TASK GOAL
Return the records in full, with every character preserved.

DATA FOR THE TASK
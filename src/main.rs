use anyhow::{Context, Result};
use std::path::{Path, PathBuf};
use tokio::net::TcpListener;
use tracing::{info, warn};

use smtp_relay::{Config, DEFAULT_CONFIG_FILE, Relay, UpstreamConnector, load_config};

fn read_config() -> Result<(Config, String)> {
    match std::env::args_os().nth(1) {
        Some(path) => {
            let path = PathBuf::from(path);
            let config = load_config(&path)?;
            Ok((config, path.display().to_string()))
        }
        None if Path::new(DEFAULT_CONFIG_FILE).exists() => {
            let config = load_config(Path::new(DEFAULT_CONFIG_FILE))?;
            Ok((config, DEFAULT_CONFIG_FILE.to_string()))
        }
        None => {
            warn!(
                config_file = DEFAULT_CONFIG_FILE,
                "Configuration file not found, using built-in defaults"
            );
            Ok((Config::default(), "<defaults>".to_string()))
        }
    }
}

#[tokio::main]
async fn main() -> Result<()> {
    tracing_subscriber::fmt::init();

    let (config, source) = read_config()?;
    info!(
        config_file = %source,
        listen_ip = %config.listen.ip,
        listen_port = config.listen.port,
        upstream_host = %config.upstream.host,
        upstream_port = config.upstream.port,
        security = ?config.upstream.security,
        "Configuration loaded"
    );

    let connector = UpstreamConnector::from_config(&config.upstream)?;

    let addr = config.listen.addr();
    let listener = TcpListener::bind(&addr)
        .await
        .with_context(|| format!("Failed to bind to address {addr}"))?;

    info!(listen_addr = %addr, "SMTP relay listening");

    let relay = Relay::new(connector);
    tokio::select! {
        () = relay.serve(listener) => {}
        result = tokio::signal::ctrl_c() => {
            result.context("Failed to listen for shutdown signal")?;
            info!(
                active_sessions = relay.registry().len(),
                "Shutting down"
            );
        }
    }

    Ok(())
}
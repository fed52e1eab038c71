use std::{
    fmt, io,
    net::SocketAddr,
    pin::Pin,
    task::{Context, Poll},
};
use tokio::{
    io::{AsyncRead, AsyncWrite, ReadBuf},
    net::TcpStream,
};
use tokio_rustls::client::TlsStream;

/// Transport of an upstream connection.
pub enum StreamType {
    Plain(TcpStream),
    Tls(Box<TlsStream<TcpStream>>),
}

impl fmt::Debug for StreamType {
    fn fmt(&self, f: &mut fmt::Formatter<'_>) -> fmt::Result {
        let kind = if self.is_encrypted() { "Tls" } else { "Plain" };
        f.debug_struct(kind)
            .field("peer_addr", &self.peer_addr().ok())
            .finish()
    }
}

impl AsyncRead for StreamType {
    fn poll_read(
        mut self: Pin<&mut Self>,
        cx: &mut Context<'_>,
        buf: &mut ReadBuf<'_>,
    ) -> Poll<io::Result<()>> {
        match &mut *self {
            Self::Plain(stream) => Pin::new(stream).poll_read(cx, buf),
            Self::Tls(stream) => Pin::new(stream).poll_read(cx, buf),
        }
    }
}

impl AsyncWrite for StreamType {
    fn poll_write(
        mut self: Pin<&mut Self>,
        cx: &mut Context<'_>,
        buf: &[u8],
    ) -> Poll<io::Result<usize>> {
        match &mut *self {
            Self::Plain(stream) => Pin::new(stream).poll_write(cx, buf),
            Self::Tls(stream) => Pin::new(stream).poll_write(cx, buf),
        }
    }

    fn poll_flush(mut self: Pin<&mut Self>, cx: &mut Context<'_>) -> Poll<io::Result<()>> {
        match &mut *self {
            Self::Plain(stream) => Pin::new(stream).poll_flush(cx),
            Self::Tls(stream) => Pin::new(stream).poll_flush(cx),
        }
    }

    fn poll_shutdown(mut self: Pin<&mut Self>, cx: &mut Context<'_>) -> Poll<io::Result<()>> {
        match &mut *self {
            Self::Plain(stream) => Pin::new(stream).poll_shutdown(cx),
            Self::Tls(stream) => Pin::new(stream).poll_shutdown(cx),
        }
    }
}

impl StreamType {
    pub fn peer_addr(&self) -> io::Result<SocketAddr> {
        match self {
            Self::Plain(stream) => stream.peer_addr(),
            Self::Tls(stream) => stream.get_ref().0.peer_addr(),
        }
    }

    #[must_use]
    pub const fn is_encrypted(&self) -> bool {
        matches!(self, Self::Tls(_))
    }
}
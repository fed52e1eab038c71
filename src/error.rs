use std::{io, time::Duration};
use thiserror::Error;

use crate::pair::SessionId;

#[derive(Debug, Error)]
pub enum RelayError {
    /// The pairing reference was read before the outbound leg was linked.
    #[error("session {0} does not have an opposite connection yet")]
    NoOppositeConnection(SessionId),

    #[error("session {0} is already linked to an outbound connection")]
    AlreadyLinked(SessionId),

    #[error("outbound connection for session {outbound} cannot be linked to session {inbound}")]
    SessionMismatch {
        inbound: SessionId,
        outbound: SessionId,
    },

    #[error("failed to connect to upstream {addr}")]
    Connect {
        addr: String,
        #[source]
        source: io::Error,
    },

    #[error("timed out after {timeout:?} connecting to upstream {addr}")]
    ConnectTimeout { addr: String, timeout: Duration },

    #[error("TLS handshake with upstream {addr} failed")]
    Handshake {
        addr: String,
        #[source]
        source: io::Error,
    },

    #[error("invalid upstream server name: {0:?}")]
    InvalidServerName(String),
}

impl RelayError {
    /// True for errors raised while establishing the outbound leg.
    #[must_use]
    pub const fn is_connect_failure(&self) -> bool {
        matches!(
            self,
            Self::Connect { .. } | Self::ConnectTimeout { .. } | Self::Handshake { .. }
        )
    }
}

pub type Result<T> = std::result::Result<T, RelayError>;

EXERCISE OUTPUT
filename src/main.rs
use anyhow::{Context, Result};
use std::path::{Path, PathBuf};
use tokio::net::TcpListener;
use tracing::{info, warn};

use smtp_relay::{Config, DEFAULT_CONFIG_FILE, Relay, UpstreamConnector, load_config};

fn read_config() -> Result<(Config, String)> {
    match std::env::args_os().nth(1) {
        Some(path) => {
            let path = PathBuf::from(path);
            let config = load_config(&path)?;
            Ok((config, path.display().to_string()))
        }
        None if Path::new(DEFAULT_CONFIG_FILE).exists() => {
            let config = load_config(Path::new(DEFAULT_CONFIG_FILE))?;
            Ok((config, DEFAULT_CONFIG_FILE.to_string()))
        }
        None => {
            warn!(
                config_file = DEFAULT_CONFIG_FILE,
                "Configuration file not found, using built-in defaults"
            );
            Ok((Config::default(), "<defaults>".to_string()))
        }
    }
}

#[tokio::main]
async fn main() -> Result<()> {
    tracing_subscriber::fmt::init();

    let (config, source) = read_config()?;
    info!(
        config_file = %source,
        listen_ip = %config.listen.ip,
        listen_port = config.listen.port,
        upstream_host = %config.upstream.host,
        upstream_port = config.upstream.port,
        security = ?config.upstream.security,
        "Configuration loaded"
    );

    let connector = UpstreamConnector::from_config(&config.upstream)?;

    let addr = config.listen.addr();
    let listener = TcpListener::bind(&addr)
        .await
        .with_context(|| format!("Failed to bind to address {addr}"))?;

    info!(listen_addr = %addr, "SMTP relay listening");

    let relay = Relay::new(connector);
    tokio::select! {
        () = relay.serve(listener) => {}
        result = tokio::signal::ctrl_c() => {
            result.context("Failed to listen for shutdown signal")?;
            info!(
                active_sessions = relay.registry().len(),
                "Shutting down"
            );
        }
    }

    Ok(())
}
repository fed52e1eab038c71
use std::{
    fmt, io,
    net::SocketAddr,
    pin::Pin,
    task::{Context, Poll},
};
use tokio::{
    io::{AsyncRead, AsyncWrite, ReadBuf},
    net::TcpStream,
};
use tokio_rustls::client::TlsStream;

/// Transport of an upstream connection.
pub enum StreamType {
    Plain(TcpStream),
    Tls(Box<TlsStream<TcpStream>>),
}

impl fmt::Debug for StreamType {
    fn fmt(&self, f: &mut fmt::Formatter<'_>) -> fmt::Result {
        let kind = if self.is_encrypted() { "Tls" } else { "Plain" };
        f.debug_struct(kind)
            .field("peer_addr", &self.peer_addr().ok())
            .finish()
    }
}

impl AsyncRead for StreamType {
    fn poll_read(
        mut self: Pin<&mut Self>,
        cx: &mut Context<'_>,
        buf: &mut ReadBuf<'_>,
    ) -> Poll<io::Result<()>> {
        match &mut *self {
            Self::Plain(stream) => Pin::new(stream).poll_read(cx, buf),
            Self::Tls(stream) => Pin::new(stream).poll_read(cx, buf),
        }
    }
}

impl AsyncWrite for StreamType {
    fn poll_write(
        mut self: Pin<&mut Self>,
        cx: &mut Context<'_>,
        buf: &[u8],
    ) -> Poll<io::Result<usize>> {
        match &mut *self {
            Self::Plain(stream) => Pin::new(stream).poll_write(cx, buf),
            Self::Tls(stream) => Pin::new(stream).poll_write(cx, buf),
        }
    }

    fn poll_flush(mut self: Pin<&mut Self>, cx: &mut Context<'_>) -> Poll<io::Result<()>> {
        match &mut *self {
            Self::Plain(stream) => Pin::new(stream).poll_flush(cx),
            Self::Tls(stream) => Pin::new(stream).poll_flush(cx),
        }
    }

    fn poll_shutdown(mut self: Pin<&mut Self>, cx: &mut Context<'_>) -> Poll<io::Result<()>> {
        match &mut *self {
            Self::Plain(stream) => Pin::new(stream).poll_shutdown(cx),
            Self::Tls(stream) => Pin::new(stream).poll_shutdown(cx),
        }
    }
}

impl StreamType {
    pub fn peer_addr(&self) -> io::Result<SocketAddr> {
        match self {
            Self::Plain(stream) => stream.peer_addr(),
            Self::Tls(stream) => stream.get_ref().0.peer_addr(),
        }
    }

    #[must_use]
    pub const fn is_encrypted(&self) -> bool {
        matches!(self, Self::Tls(_))
    }
}
repository fed52e1eab038c71
filename src/error.rs
use std::{io, time::Duration};
use thiserror::Error;

use crate::pair::SessionId;

#[derive(Debug, Error)]
pub enum RelayError {
    /// The pairing reference was read before the outbound leg was linked.
    #[error("session {0} does not have an opposite connection yet")]
    NoOppositeConnection(SessionId),

    #[error("session {0} is already linked to an outbound connection")]
    AlreadyLinked(SessionId),

    #[error("outbound connection for session {outbound} cannot be linked to session {inbound}")]
    SessionMismatch {
        inbound: SessionId,
        outbound: SessionId,
    },

    #[error("failed to connect to upstream {addr}")]
    Connect {
        addr: String,
        #[source]
        source: io::Error,
    },

    #[error("timed out after {timeout:?} connecting to upstream {addr}")]
    ConnectTimeout { addr: String, timeout: Duration },

    #[error("TLS handshake with upstream {addr} failed")]
    Handshake {
        addr: String,
        #[source]
        source: io::Error,
    },

    #[error("invalid upstream server name: {0:?}")]
    InvalidServerName(String),
}

impl RelayError {
    /// True for errors raised while establishing the outbound leg.
    #[must_use]
    pub const fn is_connect_failure(&self) -> bool {
        matches!(
            self,
            Self::Connect { .. } | Self::ConnectTimeout { .. } | Self::Handshake { .. }
        )
    }
}

pub type Result<T> = std::result::Result<T, RelayError>;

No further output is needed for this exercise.